年齢を重ねるにつれて、食卓に並ぶ料理が質素になってきている家庭も多いのではないでしょうか。「もう若くないんだから、昔のように肉を食べたいとは思わなくなった」と感じる人も多いようです。しかし、こうした食生活の変化が、実は健康な老後を遠ざけています。本稿では医師の和田秀樹氏の著書である『70代で死ぬ人、80代でも元気な人』(マガジンハウス)より一部を抜粋し、日本の高齢者が抱える「栄養問題」について解説します。
「もう若くない」と思ったら「ステーキ」を食え!“70代で弱り始める人”と“まだまだ元気で生きる人”の決定的な違いとは?【医師が解説】
元気の源「セロトニン」は、バラエティに富んだメニューから
そもそも、身体の老化が始まるとエネルギー効率も悪くなります。食べたものが栄養として身体に取り込まれる比率が下がってくるのです。
幼児や子どものころは身体に入ってくるものがどんどん栄養として取り込まれていきますから、ぐんぐん成長します。ところが高齢になると細胞も老化してきますから、代謝が悪くなってしまうのは仕方ありません。
そこで気がついていただききたいのは、「だからこそ、食べ物でエネルギーを補充しなければいけない」ということです。成長期の子どもは食べなければ育ちませんが、高齢者は食べなければ萎んでしまうのです。
まして70代を活動的に、好きなことを思う存分に楽しんで生きていこうと思えば、エネルギー補充は大事です。若いころよりむしろ、代謝が落ちたと考えれば余計に栄養分を摂らなければいけないことになってきます。
そのとき欠かせないのが、前述のタンパク質です。カロリーも高く、筋肉や骨格を丈夫にするのがタンパク質なのです。肉類だけでなく魚介類や乳製品、植物性食品にも含まれていますから食材の範囲が広く、しかも料理がバラエティに富んできます。
そして忘れていけないのは「セロトニン」です。タンパク質に含まれるアミノ酸の一種であるトリプトファンはセロトニンの原料になります。
セロトニンは別名「幸せホルモン」とも呼ばれるくらい、脳内で作用すると私たちの気分を明るく解放的にしてくれます。
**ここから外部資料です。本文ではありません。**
//! Type definitions for the service registry.

use std::collections::BTreeMap;
use std::fmt;
use std::str::FromStr;

use serde::Deserialize;
use serde::Serialize;

use crate::error::CoordinationError;
use crate::pure;

/// Lifecycle status of a service instance.
#[derive(Debug, Clone, Copy, PartialEq, Eq, Hash, Serialize, Deserialize, Default)]
#[serde(rename_all = "snake_case")]
pub enum ServiceStatus {
    /// Heartbeats are arriving within the TTL.
    #[default]
    Healthy,
    /// No heartbeat within the TTL. Derived at query time, never stored.
    Stale,
    /// Shutting down; excluded from healthy results while still registered.
    Draining,
}

impl ServiceStatus {
    pub fn as_str(&self) -> &'static str {
        match self {
            Self::Healthy => "healthy",
            Self::Stale => "stale",
            Self::Draining => "draining",
        }
    }
}

impl fmt::Display for ServiceStatus {
    fn fmt(&self, f: &mut fmt::Formatter<'_>) -> fmt::Result {
        f.write_str(self.as_str())
    }
}

impl FromStr for ServiceStatus {
    type Err = String;

    fn from_str(s: &str) -> Result<Self, Self::Err> {
        match s.to_ascii_lowercase().as_str() {
            "healthy" => Ok(Self::Healthy),
            "stale" => Ok(Self::Stale),
            "draining" => Ok(Self::Draining),
            other => Err(format!("unknown service status '{other}'")),
        }
    }
}

/// What an instance announces when it registers.
#[derive(Debug, Clone, PartialEq, Eq, Serialize, Deserialize)]
pub struct ServiceDescriptor {
    pub name: String,
    pub version: String,
    pub host: String,
    pub port: u16,
}

impl ServiceDescriptor {
    pub fn new(name: impl Into<String>, version: impl Into<String>, host: impl Into<String>, port: u16) -> Self {
        Self {
            name: name.into(),
            version: version.into(),
            host: host.into(),
            port,
        }
    }

    /// Reject empty names or hosts and port 0.
    pub fn validate(&self) -> Result<(), CoordinationError> {
        let message = if self.name.trim().is_empty() {
            "service name must not be empty"
        } else if self.name.contains(':') {
            "service name must not contain ':'"
        } else if self.host.trim().is_empty() {
            "service host must not be empty"
        } else if self.port == 0 {
            "service port must be non-zero"
        } else {
            return Ok(());
        };
        Err(CoordinationError::InvalidArgument {
            message: message.to_string(),
        })
    }
}

/// A registered service instance as stored in the backing store.
#[derive(Debug, Clone, PartialEq, Eq, Serialize, Deserialize)]
pub struct ServiceRecord {
    pub instance_id: String,
    pub name: String,
    pub version: String,
    pub host: String,
    pub port: u16,
    /// Stored status; see [`ServiceRecord::effective_status`] for staleness.
    pub status: ServiceStatus,
    pub registered_at_ms: u64,
    pub last_heartbeat_ms: u64,
    pub ttl_ms: u64,
}

impl ServiceRecord {
    /// `host:port`.
    pub fn address(&self) -> String {
        format!("{}:{}", self.host, self.port)
    }

    /// Whether the last heartbeat is older than the TTL at `now_ms`.
    pub fn is_stale(&self, now_ms: u64) -> bool {
        pure::is_service_stale(self.last_heartbeat_ms, self.ttl_ms, now_ms)
    }

    /// Healthy and heartbeating within the TTL.
    pub fn is_healthy(&self, now_ms: u64) -> bool {
        self.status == ServiceStatus::Healthy && !self.is_stale(now_ms)
    }

    /// Stored status, overridden by `Stale` once the TTL lapses.
    pub fn effective_status(&self, now_ms: u64) -> ServiceStatus {
        if self.is_stale(now_ms) {
            ServiceStatus::Stale
        } else {
            self.status
        }
    }

    pub fn remaining_ttl_ms(&self, now_ms: u64) -> u64 {
        pure::service_remaining_ttl_ms(self.last_heartbeat_ms, self.ttl_ms, now_ms)
    }

    pub(crate) fn to_fields(&self) -> Vec<(String, String)> {
        vec![
            ("instance_id".to_string(), self.instance_id.clone()),
            ("name".to_string(), self.name.clone()),
            ("version".to_string(), self.version.clone()),
            ("host".to_string(), self.host.clone()),
            ("port".to_string(), self.port.to_string()),
            ("status".to_string(), self.status.as_str().to_string()),
            ("registered_at_ms".to_string(), self.registered_at_ms.to_string()),
            ("last_heartbeat_ms".to_string(), self.last_heartbeat_ms.to_string()),
            ("ttl_ms".to_string(), self.ttl_ms.to_string()),
        ]
    }

    /// Parse a record from its stored hash fields.
    pub(crate) fn from_fields(key: &str, fields: &BTreeMap<String, String>) -> Result<Self, CoordinationError> {
        let text = |field: &str| -> Result<String, CoordinationError> {
            fields.get(field).cloned().ok_or_else(|| CoordinationError::CorruptedRecord {
                key: key.to_string(),
                reason: format!("missing field '{field}'"),
            })
        };
        fn parse<T: FromStr>(key: &str, field: &str, raw: String) -> Result<T, CoordinationError> {
            raw.parse().map_err(|_| CoordinationError::CorruptedRecord {
                key: key.to_string(),
                reason: format!("invalid value for '{field}': {raw}"),
            })
        }

        Ok(Self {
            instance_id: text("instance_id")?,
            name: text("name")?,
            version: text("version")?,
            host: text("host")?,
            port: parse(key, "port", text("port")?)?,
            status: parse(key, "status", text("status")?)?,
            registered_at_ms: parse(key, "registered_at_ms", text("registered_at_ms")?)?,
            last_heartbeat_ms: parse(key, "last_heartbeat_ms", text("last_heartbeat_ms")?)?,
            ttl_ms: parse(key, "ttl_ms", text("ttl_ms")?)?,
        })
    }
}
うつの予防や治療にも使われる神経伝達物質ですから、タンパク質を摂ることで生活が朗らかになっていきます。
夫婦で向き合ってお茶漬けを食べる暮らしにもそれなりの味わいはあるでしょうが、「たまには贅沢しましょ」と割り切ってすき焼きを食べたほうが、はるかに幸せな気持ちになります。
そういう幸福感を、どんなに高齢になっても日常の中に持ち続けてください。それを生み出すのが肉や魚料理のタンパク質なのです。